According to a release, SoutheastHEALTH has signed a letter of intent with St. Louis-based Mercy, and officials expect the merger to be complete in the fall.
"We've achieved our goal, to focus on alignment with a health system that demonstrates a strong willingness to make SoutheastHEALTH a regional hub in southeast Missouri and the greater tri-state area it serves," Bateman said in the release. "Mercy is the best strategic fit for both entities and this vision. With a proven track record in community health, Mercy fully supports strengthening access to affordable primary and specialty health care for all residents in the communities we serve."
Bateman also said that while Mercy's scale is important, this alignment is a "great fit" for SoutheastHEALTH's culture and also good for the community.
Mercy president and chief executive officer Steve Mackin said the partnership will benefit patients in the area.
"We look forward to the opportunity to provide even more access to high-quality, lower-cost health care for the Cape Girardeau community," he said in the release. "By joining together, we will utilize Mercy's extensive network of resources and services to further position SoutheastHEALTH as the regional hub for industry leading health care. We are very excited to have the potential to serve in this part of Missouri."
Jim Dufek, chairman of the SoutheastHEALTH system board, said the group fully supports the merger.

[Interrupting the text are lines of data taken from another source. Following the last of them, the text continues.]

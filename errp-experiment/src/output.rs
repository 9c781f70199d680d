use std::fs::{self, File};
use std::io::{self, BufWriter, Write};
use std::path::{Path, PathBuf};

use tracing::info;

use errp_core::TrialRecord;

use crate::session::SessionInfo;

/// Column order is fixed: downstream analysis scripts index by it.
pub const COLUMNS: [&str; 18] = [
    "subject_id",
    "session_date",
    "session_num",
    "block_num",
    "trial_num",
    "trial_type",
    "error_type",
    "target_position",
    "cursor_start",
    "cursor_end",
    "movement_direction",
    "trial_start_time",
    "target_onset_time",
    "movement_onset_time",
    "movement_end_time",
    "trial_end_time",
    "response_key",
    "response_time",
];

/// Receives the full ordered record list plus session metadata and persists
/// it. The orchestrator calls `flush` exactly once per session.
pub trait RecordSink {
    fn flush(&mut self, info: &SessionInfo, records: &[TrialRecord]) -> io::Result<()>;
}

/// Writes one CSV file under the output directory, named
/// `sub-<id>_date-<date>_preset-<preset>_task-observation_errp.csv`.
pub struct CsvSink {
    path: PathBuf,
}

impl CsvSink {
    pub fn new(output_dir: impl AsRef<Path>, info: &SessionInfo) -> Self {
        let filename = format!(
            "sub-{}_date-{}_preset-{}_task-observation_errp.csv",
            info.subject_id, info.session_date, info.preset_key
        );
        Self {
            path: output_dir.as_ref().join(filename),
        }
    }

    pub fn path(&self) -> &Path {
        &self.path
    }
}

impl RecordSink for CsvSink {
    fn flush(&mut self, _info: &SessionInfo, records: &[TrialRecord]) -> io::Result<()> {
        if let Some(parent) = self.path.parent() {
            fs::create_dir_all(parent)?;
        }
        let mut out = BufWriter::new(File::create(&self.path)?);

        writeln!(out, "{}", COLUMNS.join(","))?;
        for record in records {
            writeln!(out, "{}", format_row(record))?;
        }
        out.flush()?;

        info!(path = %self.path.display(), records = records.len(), "data saved");
        Ok(())
    }
}

fn format_row(record: &TrialRecord) -> String {
    let fields: [String; 18] = [
        record.subject_id.clone(),
        record.session_date.clone(),
        record.session_num.to_string(),
        record.block_num.to_string(),
        record.trial_num.to_string(),
        record.trial_type.as_str().to_string(),
        record.error_kind.as_str().to_string(),
        coordinate(record.target_x),
        coordinate(record.start_x),
        coordinate(record.end_x),
        record.direction.as_str().to_string(),
        timestamp(record.times.trial_start),
        timestamp(record.times.target_onset),
        timestamp(record.times.movement_onset),
        timestamp(record.times.movement_end),
        timestamp(record.times.trial_end),
        record.response_key.clone().unwrap_or_else(|| "none".into()),
        record
            .response_time
            .map(timestamp)
            .unwrap_or_default(),
    ];
    fields
        .iter()
        .map(|f| escape(f))
        .collect::<Vec<_>>()
        .join(",")
}

/// `(x, 0)` tuple form kept from the original output for downstream parsers.
fn coordinate(x: f32) -> String {
    format!("({x}, 0)")
}

fn timestamp(t: f64) -> String {
    format!("{t:.6}")
}

fn escape(field: &str) -> String {
    if field.contains(',') || field.contains('"') || field.contains('\n') {
        format!("\"{}\"", field.replace('"', "\"\""))
    } else {
        field.to_string()
    }
}

#[cfg(test)]
mod tests {
    use super::*;
    use errp_core::{Direction, ErrorKind, PhaseTimes, TrialType};
    use std::process;

    fn sample_record() -> TrialRecord {
        TrialRecord {
            subject_id: "S01".into(),
            session_date: "2026-01-01".into(),
            session_num: 1,
            block_num: 1,
            trial_num: 4,
            trial_type: TrialType::Error,
            error_kind: ErrorKind::Opposite,
            start_idx: 10,
            target_idx: 15,
            end_idx: 9,
            start_x: 0.0,
            target_x: 452.6,
            end_x: -90.5,
            direction: Direction::Left,
            times: PhaseTimes {
                trial_start: 1.0,
                target_onset: 2.5,
                movement_onset: 3.0,
                movement_end: 3.5,
                trial_end: 4.0,
            },
            response_key: None,
            response_time: None,
        }
    }

    #[test]
    fn header_matches_required_column_order() {
        assert_eq!(
            COLUMNS.join(","),
            "subject_id,session_date,session_num,block_num,trial_num,trial_type,\
             error_type,target_position,cursor_start,cursor_end,movement_direction,\
             trial_start_time,target_onset_time,movement_onset_time,movement_end_time,\
             trial_end_time,response_key,response_time"
        );
    }

    #[test]
    fn row_fields_and_quoting() {
        let row = format_row(&sample_record());
        assert!(row.starts_with("S01,2026-01-01,1,1,4,error,opposite,"));
        // Coordinate tuples contain a comma and must be quoted.
        assert!(row.contains("\"(452.6, 0)\""));
        assert!(row.contains("\"(-90.5, 0)\""));
        assert!(row.contains(",left,"));
        assert!(row.contains(",1.000000,2.500000,3.000000,3.500000,4.000000,none,"));
        assert!(row.ends_with("none,"));
    }

    #[test]
    fn writes_header_and_one_line_per_record() {
        let info = SessionInfo::test_info("debug");
        let dir = std::env::temp_dir().join(format!("errp-sink-test-{}", process::id()));
        let mut sink = CsvSink::new(&dir, &info);
        let records = vec![sample_record(), sample_record(), sample_record()];

        sink.flush(&info, &records).unwrap();

        let contents = std::fs::read_to_string(sink.path()).unwrap();
        let lines: Vec<&str> = contents.lines().collect();
        assert_eq!(lines.len(), 4);
        assert_eq!(lines[0], COLUMNS.join(","));
        assert_eq!(
            sink.path().file_name().unwrap().to_str().unwrap(),
            "sub-S01_date-2026-01-01_preset-debug_task-observation_errp.csv"
        );

        std::fs::remove_dir_all(&dir).ok();
    }
}
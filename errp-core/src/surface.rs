use thiserror::Error;

use crate::scene::{Key, SceneElement};

#[derive(Debug, Error)]
pub enum SurfaceError {
    #[error("presentation surface backend error: {0}")]
    Backend(String),
    #[error("presentation surface closed")]
    Closed,
}

/// Narrow presentation interface. The core pushes abstract scene elements
/// and polls for operator input; the surface owns no experiment state.
pub trait Surface {
    /// Replaces the pending frame with the given scene.
    fn draw_frame(&mut self, scene: &[SceneElement]) -> Result<(), SurfaceError>;

    /// Presents the pending frame.
    fn flip(&mut self) -> Result<(), SurfaceError>;

    /// True once the operator has requested an abort. Polled at the top of
    /// every phase and on every refresh tick.
    fn poll_escape(&mut self) -> Result<bool, SurfaceError>;

    /// Blocks until one of `keys` is pressed and returns it. `Key::Escape`
    /// is always reported, whether listed or not.
    fn wait_for_key(&mut self, keys: &[Key]) -> Result<Key, SurfaceError>;
}
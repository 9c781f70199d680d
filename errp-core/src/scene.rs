/// Abstract draw commands handed to the presentation surface. Coordinates
/// are logical pixels relative to the screen center (positive x rightward);
/// colors and sizes are owned by the renderer, not the experiment core.
#[derive(Debug, Clone, PartialEq)]
pub enum SceneElement {
    /// Central fixation cross.
    Fixation,
    /// Cursor disc at the given x coordinate on the movement axis.
    Cursor { x: f32 },
    /// Target disc; `reached` switches it to the feedback color.
    Target { x: f32, reached: bool },
    /// Centered block of instruction text.
    Text { content: String },
    /// "TARGET REACHED!" style banner above the movement axis.
    Banner { content: String },
}

/// Keys the experiment core reacts to.
#[derive(Debug, Clone, Copy, PartialEq, Eq)]
pub enum Key {
    Space,
    Enter,
    Escape,
}
pub mod clock;

pub use clock::{Clock, SessionClock, precise_sleep};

The partnership is a result of Southeast's Project Forward Vision, which Bateman announced in May.
Then, Bateman noted Mercy's potential partnership with Perry County Memorial Hospital in Perryville, Missouri.
"Mercy is about a $10 billion asset system, and we know they want to come into Cape Girardeau and establish a presence," Bateman said. "When you are faced with a $10 billion system 30 miles away, to do nothing is not an option. ... Mercy presented a challenge, and it's my job to find a solution."
Announcing the possible partnership, Bateman said increasing labor costs were a driving force.
"I see what's coming in terms of the economy. I see what is happening with labor, and now, I see what's happening with Mercy coming into our competitive landscape. When you put the three of them together, I have to make sure I have us positioned for 10 years, 20 years from now. If we do nothing, those forces will start to diminish who we are and the value we bring to this community," he explained. "One thing we recognize is the challenges that are going on in the industry are going to require scale, and the labor challenges are enormous. The labor shortage has created a labor-cost issue. Last year, we spent about $16 million more on labor than in the previous year."
Partnering with a larger system, Bateman said, would help SoutheastHEALTH's buying power by increasing efficiencies and spreading costs among more facilities, which would allow Southeast to pour more resources into wages.
"We are not distressed. We are not being sold, and we could walk away, but I do think that what is coming the way of health care is going to require scale," he said. "This isn't a defensive move. ... I want to take Southeast to the next level and that is going to be through a partnership."